Wednesday, July 06, 2011

The bouncy seat


This may look like just a bouncy seat to you.

But to me it's a big transition.

This bouncy seat holds so many memories to me. Probably my sweetest memory is when we first had Harper home from the hospital and after a long day.....we would put her in that bouncy seat all cozy with blankets right between us and we would turn the lights down and she would sleep and we would watch "American Idol" and just smile down at her and exchange glances and we were so amazed that she was ours.

I love that bouncy seat.

And of course when Hollis came home - she would lay in it too. A lot. Because I was always keeping Harper out of messes.
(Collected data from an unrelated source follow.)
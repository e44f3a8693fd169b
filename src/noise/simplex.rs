//! 2D simplex noise over a seeded permutation table (after Stefan
//! Gustavson's public-domain reference).

const GRAD2: [[f64; 2]; 8] = [
    [1.0, 1.0],
    [-1.0, 1.0],
    [1.0, -1.0],
    [-1.0, -1.0],
    [1.0, 0.0],
    [-1.0, 0.0],
    [0.0, 1.0],
    [0.0, -1.0],
];

/// Skew factor `(sqrt(3) - 1) / 2`.
const F2: f64 = 0.366_025_403_784_438_6;
/// Unskew factor `(3 - sqrt(3)) / 6`.
const G2: f64 = 0.211_324_865_405_187_1;

/// Doubled 256-entry permutation, shuffled from a seed.
pub(super) struct Permutation {
    table: [u8; 512],
}

impl Permutation {
    /// Fisher–Yates shuffle of `0..=255` driven by the Park–Miller style LCG
    /// `s = (s * 16807 + 1) mod 2^31`.
    pub(super) fn seeded(seed: u32) -> Self {
        let mut p = [0u8; 256];
        for (i, slot) in p.iter_mut().enumerate() {
            *slot = i as u8;
        }

        let mut s = u64::from(seed);
        for i in (1..256usize).rev() {
            s = (s * 16_807 + 1) & 0x7fff_ffff;
            let j = (s % (i as u64 + 1)) as usize;
            p.swap(i, j);
        }

        let mut table = [0u8; 512];
        for (i, slot) in table.iter_mut().enumerate() {
            *slot = p[i & 255];
        }
        Self { table }
    }

    fn at(&self, index: usize) -> usize {
        self.table[index] as usize
    }

    fn gradient_dot(&self, hash: usize, x: f64, y: f64) -> f64 {
        let g = GRAD2[hash % 8];
        g[0] * x + g[1] * y
    }

    /// Simplex noise at `(x, y)`, roughly in `[-1, 1]`.
    pub(super) fn simplex2d(&self, x: f64, y: f64) -> f64 {
        let s = (x + y) * F2;
        let i = (x + s).floor();
        let j = (y + s).floor();
        let t = (i + j) * G2;
        let x0 = x - (i - t);
        let y0 = y - (j - t);

        let (i1, j1) = if x0 > y0 { (1, 0) } else { (0, 1) };

        let x1 = x0 - f64::from(i1) + G2;
        let y1 = y0 - f64::from(j1) + G2;
        let x2 = x0 - 1.0 + 2.0 * G2;
        let y2 = y0 - 1.0 + 2.0 * G2;

        let ii = (i as i64 & 255) as usize;
        let jj = (j as i64 & 255) as usize;
        let (i1, j1) = (i1 as usize, j1 as usize);

        let corner = |dx: f64, dy: f64, hash: usize| {
            let t = 0.5 - dx * dx - dy * dy;
            if t < 0.0 {
                0.0
            } else {
                let t2 = t * t;
                t2 * t2 * self.gradient_dot(hash, dx, dy)
            }
        };

        let n0 = corner(x0, y0, self.at(ii + self.at(jj)));
        let n1 = corner(x1, y1, self.at(ii + i1 + self.at(jj + j1)));
        let n2 = corner(x2, y2, self.at(ii + 1 + self.at(jj + 1)));

        70.0 * (n0 + n1 + n2)
    }
}

#[cfg(test)]
mod tests {
    use super::*;

    #[test]
    fn permutation_is_a_bijection() {
        let perm = Permutation::seeded(1234);
        let mut seen = [false; 256];
        for i in 0..256 {
            seen[perm.at(i)] = true;
        }
        assert!(seen.iter().all(|&s| s));
        for i in 0..256 {
            assert_eq!(perm.at(i), perm.at(i + 256));
        }
    }

    #[test]
    fn simplex_is_zero_at_lattice_origin() {
        let perm = Permutation::seeded(0);
        assert_eq!(perm.simplex2d(0.0, 0.0), 0.0);
    }

    #[test]
    fn simplex_stays_roughly_in_unit_range() {
        let perm = Permutation::seeded(99);
        for yi in 0..64 {
            for xi in 0..64 {
                let v = perm.simplex2d(f64::from(xi) * 0.173, f64::from(yi) * 0.219);
                assert!(v.abs() <= 1.0 + 1e-9, "out of range: {v}");
            }
        }
    }
}
use crate::gpu::{ContextAttributes, GraphicsContext};

use super::config::Fallback;
use super::epoch::{DeferredRelease, EpochCounter};

/// Platform services a [`RenderSurface`](super::RenderSurface) needs.
///
/// The host owns the render target and the frame scheduler. It calls back
/// into the surface (`tick`, `recover`, `context_lost`, ...) when the
/// matching platform event fires; the surface never blocks on the host.
pub trait SurfaceHost {
    /// Context type this host hands out.
    type Context: GraphicsContext;

    /// Acquire a context for the render target. `None` when the platform
    /// has no usable GPU API.
    fn acquire_context(
        &mut self,
        attributes: &ContextAttributes,
    ) -> Option<Self::Context>;

    /// Monotonic time in milliseconds.
    fn now_ms(&self) -> f64;

    /// Arrange for `tick` to be called on the next display frame.
    fn request_frame(&mut self);

    /// Drop any pending frame request.
    fn cancel_frame(&mut self);

    /// Whether the user asked the OS to reduce motion.
    fn prefers_reduced_motion(&self) -> bool;

    /// Arrange for `recover` to be called after `delay_ms`.
    fn schedule_recovery(&mut self, delay_ms: u32);

    /// Drop a pending recovery timer.
    fn cancel_recovery(&mut self);

    /// Run `release` on a later turn.
    fn defer_release(&mut self, release: DeferredRelease<Self::Context>);

    /// Mount counter of the render target.
    fn epoch(&self) -> &EpochCounter;

    /// Resize the drawing buffer in physical pixels.
    fn set_backing_size(&mut self, width: u32, height: u32);

    /// Replace the canvas with `content`. Called once when the surface
    /// enters fallback.
    fn show_fallback(&mut self, content: &Fallback);

    /// Stop delivering platform events (resize, context loss, pointer).
    fn detach(&mut self);
}
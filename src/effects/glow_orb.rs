use crate::surface::{Fallback, SurfaceConfig};
use crate::theme::{css_rgb, GlowOrbParams};

/// Fragment shader source.
pub const FRAGMENT_SHADER: &str =
    include_str!("../../assets/shaders/glow_orb.frag");

const UNIFORMS: [&str; 4] = ["u_glowColor", "u_intensity", "u_radius", "u_speed"];

/// Soft orb that drifts around the centre or follows the pointer.
///
/// `u_mouse` stays at the origin while tracking is off or before the first
/// pointer event; the shader reads that as "use the centre".
pub fn config(params: GlowOrbParams) -> SurfaceConfig {
    SurfaceConfig::new(FRAGMENT_SHADER)
        .uniforms(UNIFORMS)
        .speed(params.speed)
        .track_pointer(params.track_mouse)
        .fallback(Fallback::Css(css_fallback(&params)))
        .on_frame(move |frame| {
            frame.set_uniform("u_glowColor", params.glow_color);
            frame.set_uniform("u_intensity", params.intensity);
            frame.set_uniform("u_radius", params.radius);
            frame.set_uniform("u_speed", params.speed);
            let pointer = frame.pointer;
            frame.set_uniform("u_mouse", pointer);
        })
}

/// Static radial glow at the centre.
pub fn css_fallback(params: &GlowOrbParams) -> String {
    format!(
        "radial-gradient(circle at 50% 50%, rgba({},{}), transparent 70%)",
        css_rgb(params.glow_color),
        params.intensity
    )
}

#[cfg(test)]
mod tests {
    use glam::Vec2;

    use super::*;
    use crate::effects::harness;
    use crate::gpu::UniformValue;

    #[test]
    fn follows_the_pointer() {
        let (mut surface, probe) = harness::mount(config(GlowOrbParams::default()));
        surface.resize(100.0, 50.0, 2.0);
        surface.set_pointer(10.0, 20.0);
        let _ = harness::run_frames(&mut surface, 1);
        assert_eq!(
            probe.uniform("u_mouse"),
            Some(UniformValue::Vec2(Vec2::new(20.0, 60.0)))
        );
        assert_eq!(probe.uniform("u_radius"), Some(UniformValue::Float(300.0)));
    }

    #[test]
    fn centred_when_tracking_is_off() {
        let params = GlowOrbParams {
            track_mouse: false,
            ..GlowOrbParams::default()
        };
        let (mut surface, probe) = harness::mount(config(params));
        surface.resize(100.0, 50.0, 1.0);
        surface.set_pointer(10.0, 20.0);
        let _ = harness::run_frames(&mut surface, 1);
        assert_eq!(probe.uniform("u_mouse"), Some(UniformValue::Vec2(Vec2::ZERO)));
    }

    #[test]
    fn fallback_uses_intensity_as_alpha() {
        let params = GlowOrbParams {
            glow_color: [1.0, 0.0, 0.0],
            intensity: 0.4,
            ..GlowOrbParams::default()
        };
        assert_eq!(
            css_fallback(&params),
            "radial-gradient(circle at 50% 50%, rgba(255,0,0,0.4), transparent 70%)"
        );
    }
}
But now I've had to put the bouncy seat away. Hollis is rolling and tries to roll out of it and it's no longer safe for me to leave her in it. So I'm giving it away. I've also packed up all the girls' 0-3 months clothes to give away. (I'm the anti hoarder). (I should probably add because I've received a ton of emails today that I have two friends having little girls and I've already promised them my clothes. But in the future maybe I'll do a blog/facebook sale/giveaway as we grow out of more clothes!)
We don't plan on more kids (unless God is laughing at me right now) and so I'm giving away baby stuff as soon as we are finished with them. I'll keep a few special outfits and a few special baby things but otherwise we are moving on.

And it's very bittersweet for me.

With Harper I was so excited as each week and month rolled by because I loved seeing what she would do next. I still feel that way.


Although I pulled up these pictures because next week Harper will be 2.5 and I don't know where the time has gone. This was her at 6 months, 1 year, 18 months, 2 years and now. It's amazing how much she can change in just 6 months. I can't imagine her at 3 and 4 and 16.

But I have to say with Hollis, I'm so sad for everything that she does new. I'm excited to see her grow and change and discover who she will become but I know that I'll never have another sweet newborn. I'll never have that tiny baby who can't roll yet. Or crawl yet or walk yet again. And it makes me sad.

So this may look like just a normal bouncy seat.

But to me it's a sign that time is moving WAY too fast.

And the Stamps girls would like to say a BIG Happy Birthday to their Pap-pa and Nonny! Pap-pa's birthday was Tuesday and Nonny's is tomorrow!! We love you!!!!!